According to Amin, capitalism and its evolution can only be understood as a single integrated global system, composed of 'developed countries', which constitute the Center, and of 'underdeveloped countries', which are the Peripheries of the system. Development and underdevelopment consequently constitute both facets of the unique expansion of global capitalism. Underdeveloped countries should not be considered as 'lagging behind' because of the specific - social, cultural, or even geographic - characteristics of these so-called 'poor' countries. Underdevelopment is actually only the result of the forced permanent structural adjustment of these countries to the needs of the accumulation benefiting the system's Center countries.

Amin identified himself as part of the school of global historical materialism, in contrast to the two other strands of dependency theory, the so-called dependencia and the World Systems Theory. The dependencia school was a Latin American school associated with e. g. Ruy Mauro Marini, Theotônio dos Santos, and Raúl Prebisch. Prominent figures of the World Systems Theory were Immanuel Wallerstein and Giovanni Arrighi. While they use a widely similar scientific vocabulary, Amin rejected, for example, the notion of a semi-periphery and was against the theorization of capitalism as cyclical (as by Nikolai Kondratiev) or any kind of retrojection, thus holding a minority position among the World System theorists.

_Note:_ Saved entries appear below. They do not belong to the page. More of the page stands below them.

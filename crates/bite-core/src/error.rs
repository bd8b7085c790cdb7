//! # Error Types
//!
//! Domain-specific error types for bite-core.
//!
//! ## Error Hierarchy
//! ```text
//! ┌─────────────────────────────────────────────────────────────────────────┐
//! │                         Error Types                                     │
//! │                                                                         │
//! │  bite-core errors (this file)                                          │
//! │  └── ValidationError  - Input validation failures                      │
//! │                                                                         │
//! │  bite-store errors (separate crate)                                    │
//! │  └── StoreError       - Durable store failures                         │
//! │                                                                         │
//! │  Storefront errors (in app)                                            │
//! │  ├── CheckoutError / AuthError                                         │
//! │  └── ApiError         - What the shell / frontend sees (serialized)    │
//! │                                                                         │
//! │  Flow: ValidationError → CheckoutError / AuthError → ApiError          │
//! └─────────────────────────────────────────────────────────────────────────┘
//! ```
//!
//! The cart reducer itself never fails: unknown entry ids and non-positive
//! quantities degrade to no-ops. These errors cover the flows around it.

use thiserror::Error;

// =============================================================================
// Validation Error
// =============================================================================

/// Input validation errors.
///
/// Produced by the address form, the registration form, menu queries and the
/// structural check run on persisted cart entries.
#[derive(Debug, Error, PartialEq, Eq)]
pub enum ValidationError {
    /// A required field is missing or empty.
    #[error("{field} is required")]
    Required { field: String },

    /// Field value is too short.
    #[error("{field} must be at least {min} characters")]
    TooShort { field: String, min: usize },

    /// Field value is too long.
    #[error("{field} must be at most {max} characters")]
    TooLong { field: String, max: usize },

    /// Value must be positive.
    #[error("{field} must be positive")]
    MustBePositive { field: String },

    /// Value must not be negative.
    #[error("{field} must not be negative")]
    Negative { field: String },

    /// Value does not fit the money range.
    #[error("{field} is out of range")]
    OutOfRange { field: String },

    /// Invalid format (e.g., ZIP code, phone number, email).
    #[error("{field} has invalid format: {reason}")]
    InvalidFormat { field: String, reason: String },

    /// Two fields that must agree do not.
    #[error("{field} does not match {other}")]
    Mismatch { field: String, other: String },

    /// Duplicate value (e.g., two cart entries for one menu item).
    #[error("{field} '{value}' appears more than once")]
    Duplicate { field: String, value: String },
}

impl ValidationError {
    pub fn required(field: impl Into<String>) -> Self {
        ValidationError::Required {
            field: field.into(),
        }
    }

    pub fn too_short(field: impl Into<String>, min: usize) -> Self {
        ValidationError::TooShort {
            field: field.into(),
            min,
        }
    }

    pub fn invalid_format(field: impl Into<String>, reason: impl Into<String>) -> Self {
        ValidationError::InvalidFormat {
            field: field.into(),
            reason: reason.into(),
        }
    }
}

// =============================================================================
// Unit Tests
// =============================================================================

#[cfg(test)]
mod tests {
    use super::*;

    #[test]
    fn test_validation_error_messages() {
        assert_eq!(
            ValidationError::required("street").to_string(),
            "street is required"
        );
        assert_eq!(
            ValidationError::too_short("city", 2).to_string(),
            "city must be at least 2 characters"
        );
        let err = ValidationError::Mismatch {
            field: "confirmPassword".to_string(),
            other: "password".to_string(),
        };
        assert_eq!(err.to_string(), "confirmPassword does not match password");
    }
}
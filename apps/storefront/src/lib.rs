//! # Yellow Bite Storefront Library
//!
//! Cart engine, checkout flow, mock accounts and the terminal shell that
//! drives them.
//!
//! ## Module Organization
//! ```text
//! bite_storefront/
//! ├── lib.rs          ◄─── You are here (logging setup & run)
//! ├── catalog.rs      ◄─── Built-in menu
//! ├── notify.rs       ◄─── Toast sink
//! ├── shell.rs        ◄─── Line-oriented front end
//! ├── state/
//! │   ├── mod.rs      ◄─── AppState composition
//! │   ├── cart.rs     ◄─── Cart engine (reduce + persist)
//! │   ├── checkout.rs ◄─── Address, summary, order placement
//! │   ├── session.rs  ◄─── Mock authentication
//! │   ├── navigation.rs ◄─ Current page, sign-in return target
//! │   └── config.rs   ◄─── BITE_* configuration
//! ├── commands/
//! │   ├── mod.rs      ◄─── Command exports
//! │   ├── cart.rs     ◄─── Cart manipulation commands
//! │   ├── catalog.rs  ◄─── Menu browsing
//! │   ├── checkout.rs ◄─── Checkout commands
//! │   ├── auth.rs     ◄─── Register / login / logout
//! │   ├── navigation.rs ◄─ Guarded page changes
//! │   └── config.rs   ◄─── Configuration retrieval
//! └── error.rs        ◄─── API error type for commands
//! ```

pub mod catalog;
pub mod commands;
pub mod error;
pub mod notify;
pub mod shell;
pub mod state;

use std::sync::Arc;

use tokio::io::BufReader;
use tracing::info;
use tracing_subscriber::EnvFilter;

use notify::{RecordingNotifier, TracingNotifier};
use shell::Shell;
use state::{AppState, StorefrontConfig};

/// Runs the storefront shell on stdin/stdout.
///
/// ## Startup Sequence
/// ```text
/// ┌─────────────────────────────────────────────────────────────────────────┐
/// │                       Storefront Startup                                │
/// │                                                                         │
/// │  1. Initialize Logging ───────────────────────────────────────────────► │
/// │     • tracing-subscriber with env filter, written to stderr             │
/// │     • Default: WARN, INFO for bite crates; override with RUST_LOG       │
/// │                                                                         │
/// │  2. Load Configuration ───────────────────────────────────────────────► │
/// │     • BITE_* environment variables over defaults                        │
/// │                                                                         │
/// │  3. Open Store ───────────────────────────────────────────────────────► │
/// │     • JSON file in the platform data directory, or BITE_STORE_PATH      │
/// │     • Persisted cart is rehydrated (corrupt data is dropped)            │
/// │                                                                         │
/// │  4. Run Shell ────────────────────────────────────────────────────────► │
/// │     • One command per line until EOF or `quit`                          │
/// └─────────────────────────────────────────────────────────────────────────┘
/// ```
pub async fn run() -> Result<(), Box<dyn std::error::Error>> {
    init_tracing();

    let config = StorefrontConfig::from_env()?;
    info!(store = %config.store_name, "Starting Yellow Bite storefront");

    let toasts = RecordingNotifier::new();
    let state = AppState::open(config, Arc::new((toasts.clone(), TracingNotifier)))?;
    info!(
        items = state.cart.with_engine(|engine| engine.total_items()),
        "State initialized"
    );

    let shell = Shell::new(state, toasts);
    shell
        .run(BufReader::new(tokio::io::stdin()), &mut std::io::stdout())
        .await?;

    info!("Storefront closed");
    Ok(())
}

/// Initializes the tracing subscriber for structured logging.
///
/// ## Log Levels
/// - `RUST_LOG=debug` - Show debug messages
/// - `RUST_LOG=bite=trace` - Show trace for bite crates only
/// - Default: WARN, INFO for bite crates
fn init_tracing() {
    let filter =
        EnvFilter::try_from_default_env().unwrap_or_else(|_| EnvFilter::new("warn,bite=info"));

    tracing_subscriber::fmt()
        .with_env_filter(filter)
        .with_writer(std::io::stderr)
        .init();
}
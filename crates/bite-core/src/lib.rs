//! # bite-core: Pure Business Logic for Yellow Bite
//!
//! This crate is the **heart** of the Yellow Bite storefront. It contains the
//! cart reducer and every pricing/validation rule as pure functions with zero
//! I/O dependencies.
//!
//! ## Architecture Position
//! ```text
//! ┌─────────────────────────────────────────────────────────────────────────┐
//! │                      Yellow Bite Architecture                           │
//! │                                                                         │
//! │  ┌─────────────────────────────────────────────────────────────────┐   │
//! │  │                 Storefront (apps/storefront)                    │   │
//! │  │   Menu ──► Cart ──► Address ──► Summary ──► Confirmation        │   │
//! │  └─────────────────────────────┬───────────────────────────────────┘   │
//! │                                │                                        │
//! │  ┌─────────────────────────────▼───────────────────────────────────┐   │
//! │  │               ★ bite-core (THIS CRATE) ★                        │   │
//! │  │                                                                 │   │
//! │  │   ┌──────────┐ ┌──────────┐ ┌──────────┐ ┌──────────────────┐  │   │
//! │  │   │  types   │ │   cart   │ │ pricing  │ │ catalog/routing  │  │   │
//! │  │   │ Catalog  │ │ reducer  │ │ fee, tax │ │ filter, guards   │  │   │
//! │  │   │ Item     │ │ Cart     │ │ totals   │ │ validation       │  │   │
//! │  │   └──────────┘ └──────────┘ └──────────┘ └──────────────────┘  │   │
//! │  │                                                                 │   │
//! │  │   NO I/O • NO STORE • NO NOTIFICATIONS • PURE FUNCTIONS        │   │
//! │  └─────────────────────────────────────────────────────────────────┘   │
//! │                                │                                        │
//! │  ┌─────────────────────────────▼───────────────────────────────────┐   │
//! │  │                    bite-store (Durable Store)                   │   │
//! │  │              memory / JSON file, cart + address keys            │   │
//! │  └─────────────────────────────────────────────────────────────────┘   │
//! └─────────────────────────────────────────────────────────────────────────┘
//! ```
//!
//! ## Modules
//!
//! - [`types`] - Domain types (CatalogItem, CartEntry, Order, ...)
//! - [`money`] - Money type with integer arithmetic (no floating point!)
//! - [`cart`] - The cart reducer and its derived totals
//! - [`catalog`] - Menu search, category filter and sort
//! - [`pricing`] - Delivery fee, tax and order totals
//! - [`routing`] - Route guards (authentication, empty cart)
//! - [`error`] - Domain error types
//! - [`validation`] - Business rule validation
//!
//! ## Example Usage
//!
//! ```rust
//! use bite_core::cart::{reduce, Cart, CartAction};
//! use bite_core::money::Money;
//! use bite_core::types::CatalogItem;
//!
//! let pizza = CatalogItem::new("p1", "Margherita", Money::from_cents(999));
//!
//! let cart = reduce(Cart::default(), CartAction::add(pizza.clone(), 1, None));
//! let cart = reduce(cart, CartAction::add(pizza, 2, None));
//!
//! assert_eq!(cart.entries().len(), 1);
//! assert_eq!(cart.total_items(), 3);
//! assert_eq!(cart.total_amount().cents(), 2997);
//! ```

// =============================================================================
// Module Declarations
// =============================================================================

pub mod cart;
pub mod catalog;
pub mod error;
pub mod money;
pub mod pricing;
pub mod routing;
pub mod types;
pub mod validation;

// =============================================================================
// Re-exports for Convenience
// =============================================================================

pub use cart::{reduce, Cart, CartAction};
pub use error::ValidationError;
pub use money::Money;
pub use pricing::{OrderTotals, PricingRules};
pub use types::*;

// =============================================================================
// Crate-Level Constants
// =============================================================================

/// Default sales tax applied at checkout, in basis points (800 = 8%).
pub const DEFAULT_TAX_RATE_BPS: u32 = 800;

/// Flat delivery fee charged on small orders ($2.99).
pub const DEFAULT_DELIVERY_FEE_CENTS: i64 = 299;

/// Orders with a subtotal strictly above this amount ($25.00) ship free.
pub const FREE_DELIVERY_OVER_CENTS: i64 = 2500;

/// Minutes added on top of the slowest dish's preparation time when
/// estimating delivery.
pub const DELIVERY_TRANSIT_MINUTES: i64 = 30;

For Amin, the school of global historical materialism was Marxism understood as a global system. Within this framework, the Marxist law of value is central (see 2.1.1). Nevertheless, he insisted that the economic laws of capitalism, summed up by the law of value, are subordinate to the laws of historical materialism. In Amins understanding of these terms that is to say: economic science, while indispensable, cannot explain the full reality. Mainly because it cannot account either for the historical origins of the system itself, nor for outcomes of class struggle.

History is not ruled by the infallible unfolding of the law of pure economy. It is created by the societal reactions to these tendencies that express themselves in these laws and that determine the social conditions in whose framework these laws operate. The 'anti-systemic' forces impact and also influence real history as does the pure logic of the capitalist accumulation. (Samir Amin)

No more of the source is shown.